We stayed in Koubou later than we should have so that the Sister and her helpers could buy manioc, peanuts, and honey from the women there. Darkness enveloped us for most of the drive back. The headlights illuminated the basketball-player height grasses that very nearly engulf the dirt track this time of year, and my view out the front windshield looked just like what a Scuba diver would see through her mask.
A few kilometers from Ndele, a flashlight waved us down. It was a soldier, who proceeded to ask us where we had been and pan his light over the truck's contents, a hungry look in his eyes. The sacks of manioc disappointed him. He had hoped to find bush meat, which, being illegal, he could easily seize (to eat). In a beaten-down patch of grass beside the road a group of about ten women and children hurried to re-position the basins they carry on their heads while the soldier was busy with us. A few quickly disappeared through the grass, and the others made to follow them. They were en route back from the fields after a long day of work until the soldier stopped them to see what he could shake them down for.
Disappointed, the soldier let us pass. Everyone in the vehicle began tut-tutting. “Ce n'est pas normal!” Except, sadly, though it might not be “normal” it is certainly usual here. The soldiers supplement whatever salary they receive by requisitioning from the population. The interdiction of bush meat indirectly favors this practice, because it gives the soldiers a law to use as a pretext. The ministry of water and forests is one of the best posts a soldier can get. (Even the armed group that controls the road leading north from Ndele, which has distributed various posts to its members, has apparently established its own ministry of water and forests.)
While researching Central Africa in the archives, I often felt déjà vu as I read about the armies of old. The sultans who ruled in the late nineteenth and early twentieth centuries raided with large armies. A sultan expected his soldiers to take their own salaries by raiding the populations just beyond the domain of the sultanate. Even at that point, the French decried the armies' undeveloped tactical maneuvers and general rapaciousness – attacking people rather than fighters, burning villages. (It should be noted that the system the French replaced the sultanates' armies with, the regional guards, treated people even worse.) The first treaty signed between Senoussi and the French, in 1899, included what I consider CAR's first security sector reform (SSR) project: the stipulation that Senoussi would permit French officers to train his troops. For the more than a century since then, CAR's armed forces have been in a near-continuous state of SSR. And yet very little has changed.
I mentioned in an earlier post how surprised I was to find that everyone, ex-pat and national alike, saw the state as the solution. The state needs to patrol and surveille its territory; otherwise armed groups – whether foreign or Central African – will continue to run rampage over this vast, nearly-unpopulated reservoir of resources. These comments remind me of a moment in a meeting of UN officials I attended in New York, during which we discussed the prospects for SSR in CAR. One man did some quick calculations: the size of the army in my country is x, compared to a land mass of y; he realized quickly the absurdity of expecting the CAR armed forces (maybe 5000 men, of whom less than 2000 reasonably-well trained) to control what goes on in their country's territory, which is the size of Texas and has almost no roads. The French realized this in the 1950s, and it was one of the reasons they gave up the colony without too much of a fight.

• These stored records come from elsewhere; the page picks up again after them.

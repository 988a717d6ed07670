//! Error handling for the Factory Order Management Platform
//!
//! Business-expected conditions (stock shortfall during fulfillment) are
//! handled locally and surfaced as data; everything here is a structural
//! violation with a machine-readable code.

use axum::{
    http::StatusCode,
    response::{IntoResponse, Response},
    Json,
};
use serde::Serialize;
use shared::{OrderNumberError, OrderStatus, StockKey};
use thiserror::Error;

/// Application error types
#[derive(Error, Debug)]
pub enum AppError {
    // Lookup errors
    #[error("Resource not found: {0}")]
    NotFound(String),

    // Validation errors
    #[error("Validation error: {message}")]
    Validation { field: String, message: String },

    #[error("Validation error: {0}")]
    ValidationError(String),

    #[error("Malformed order number: {0}")]
    InvalidOrderNumber(String),

    // Business logic errors
    #[error("Invalid order state: cannot move from {current} to {attempted}")]
    InvalidOrderState {
        current: OrderStatus,
        attempted: OrderStatus,
    },

    #[error("Insufficient stock for {key}: available {available}, requested {requested}")]
    InsufficientStock {
        key: StockKey,
        available: i64,
        requested: i64,
    },

    // External service errors
    #[error("Downstream order service timed out")]
    DownstreamTimeout,

    #[error("Downstream order service unavailable: {0}")]
    DownstreamUnavailable(String),

    #[error("Downstream order service rejected the request: {0}")]
    DownstreamRejected(String),

    #[error("Configuration error: {0}")]
    Configuration(String),

    // Database errors
    #[error("Database error: {0}")]
    DatabaseError(#[from] sqlx::Error),

    // Internal errors
    #[error("Internal server error: {0}")]
    Internal(String),

    #[error("Internal server error")]
    InternalError(#[from] anyhow::Error),
}

impl From<OrderNumberError> for AppError {
    fn from(err: OrderNumberError) -> Self {
        match err {
            OrderNumberError::Malformed(number) => AppError::InvalidOrderNumber(number),
        }
    }
}

/// Error response structure
#[derive(Serialize)]
pub struct ErrorResponse {
    pub error: ErrorDetail,
}

#[derive(Serialize)]
pub struct ErrorDetail {
    pub code: String,
    pub message: String,
    #[serde(skip_serializing_if = "Option::is_none")]
    pub field: Option<String>,
    #[serde(skip_serializing_if = "Option::is_none")]
    pub details: Option<serde_json::Value>,
}

impl IntoResponse for AppError {
    fn into_response(self) -> Response {
        let (status, error_detail) = match &self {
            AppError::NotFound(resource) => (
                StatusCode::NOT_FOUND,
                ErrorDetail {
                    code: "NOT_FOUND".to_string(),
                    message: format!("{} not found", resource),
                    field: None,
                    details: None,
                },
            ),
            AppError::Validation { field, message } => (
                StatusCode::BAD_REQUEST,
                ErrorDetail {
                    code: "VALIDATION_ERROR".to_string(),
                    message: message.clone(),
                    field: Some(field.clone()),
                    details: None,
                },
            ),
            AppError::ValidationError(msg) => (
                StatusCode::BAD_REQUEST,
                ErrorDetail {
                    code: "VALIDATION_ERROR".to_string(),
                    message: msg.clone(),
                    field: None,
                    details: None,
                },
            ),
            AppError::InvalidOrderNumber(number) => (
                StatusCode::BAD_REQUEST,
                ErrorDetail {
                    code: "INVALID_ORDER_NUMBER".to_string(),
                    message: format!("Order number {:?} is malformed", number),
                    field: Some("order_number".to_string()),
                    details: None,
                },
            ),
            AppError::InvalidOrderState { current, attempted } => (
                StatusCode::UNPROCESSABLE_ENTITY,
                ErrorDetail {
                    code: "INVALID_ORDER_STATE".to_string(),
                    message: self.to_string(),
                    field: None,
                    details: Some(serde_json::json!({
                        "current": current,
                        "attempted": attempted,
                    })),
                },
            ),
            AppError::InsufficientStock {
                key,
                available,
                requested,
            } => (
                StatusCode::UNPROCESSABLE_ENTITY,
                ErrorDetail {
                    code: "INSUFFICIENT_STOCK".to_string(),
                    message: self.to_string(),
                    field: None,
                    details: Some(serde_json::json!({
                        "key": key,
                        "available": available,
                        "requested": requested,
                    })),
                },
            ),
            AppError::DownstreamTimeout => (
                StatusCode::GATEWAY_TIMEOUT,
                ErrorDetail {
                    code: "DOWNSTREAM_TIMEOUT".to_string(),
                    message: "Downstream order service timed out".to_string(),
                    field: None,
                    details: None,
                },
            ),
            AppError::DownstreamUnavailable(msg) => (
                StatusCode::BAD_GATEWAY,
                ErrorDetail {
                    code: "DOWNSTREAM_UNAVAILABLE".to_string(),
                    message: format!("Downstream order service unavailable: {}", msg),
                    field: None,
                    details: None,
                },
            ),
            AppError::DownstreamRejected(msg) => (
                StatusCode::BAD_GATEWAY,
                ErrorDetail {
                    code: "DOWNSTREAM_REJECTED".to_string(),
                    message: format!("Downstream order service rejected the request: {}", msg),
                    field: None,
                    details: None,
                },
            ),
            AppError::Configuration(msg) => (
                StatusCode::INTERNAL_SERVER_ERROR,
                ErrorDetail {
                    code: "CONFIGURATION_ERROR".to_string(),
                    message: format!("Configuration error: {}", msg),
                    field: None,
                    details: None,
                },
            ),
            AppError::DatabaseError(_) => (
                StatusCode::INTERNAL_SERVER_ERROR,
                ErrorDetail {
                    code: "DATABASE_ERROR".to_string(),
                    message: "A database error occurred".to_string(),
                    field: None,
                    details: None,
                },
            ),
            AppError::Internal(msg) => (
                StatusCode::INTERNAL_SERVER_ERROR,
                ErrorDetail {
                    code: "INTERNAL_ERROR".to_string(),
                    message: msg.clone(),
                    field: None,
                    details: None,
                },
            ),
            AppError::InternalError(_) => (
                StatusCode::INTERNAL_SERVER_ERROR,
                ErrorDetail {
                    code: "INTERNAL_ERROR".to_string(),
                    message: "An internal server error occurred".to_string(),
                    field: None,
                    details: None,
                },
            ),
        };

        // Log the error for debugging
        tracing::error!("Error: {:?}", self);

        (status, Json(ErrorResponse { error: error_detail })).into_response()
    }
}

/// Result type alias for handlers and services
pub type AppResult<T> = Result<T, AppError>;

And yet we keep advocating SSR because what can you do besides work with the state form, in this day and age? I find myself highly critical of SSR and yet unsure what would work better. In his recent study of CAR, “Au marges du monde en Afrique Centrale,” Roland Marchal points out that the World Bank study “Voices of the Poor” entirely misrepresented the results of their survey of Central African priorities. The report ranks “security” as the number one priority, when in reality people seek economic development.
After decades of failed development projects, international planners (and the government officials who play to donor priorities) have positioned security as the prerequisite for development and therefore prioritize programs like SSR and DDR. In reality, of course, security and development have a chicken-and-the-egg relationship. Is it wholly naïve to suggest we go back to re-emphasizing the economic side of things?
(In fairness, not all the soldiers feed off the population. The president's special forces – the Presidential Guard – are thugs, as are many regular soldiers, but a lot of the officers are friendly and respectful guys. I played soccer yesterday with some lieutenants, among others, and though one kneed me awfully hard in the thigh, I can't chalk that up to anything other than my own deficient skills. Our goalie – not a soldier – was the best player on the pitch. He walked with great difficulty owing to an atrophied leg, but his hands magically always found the ball.)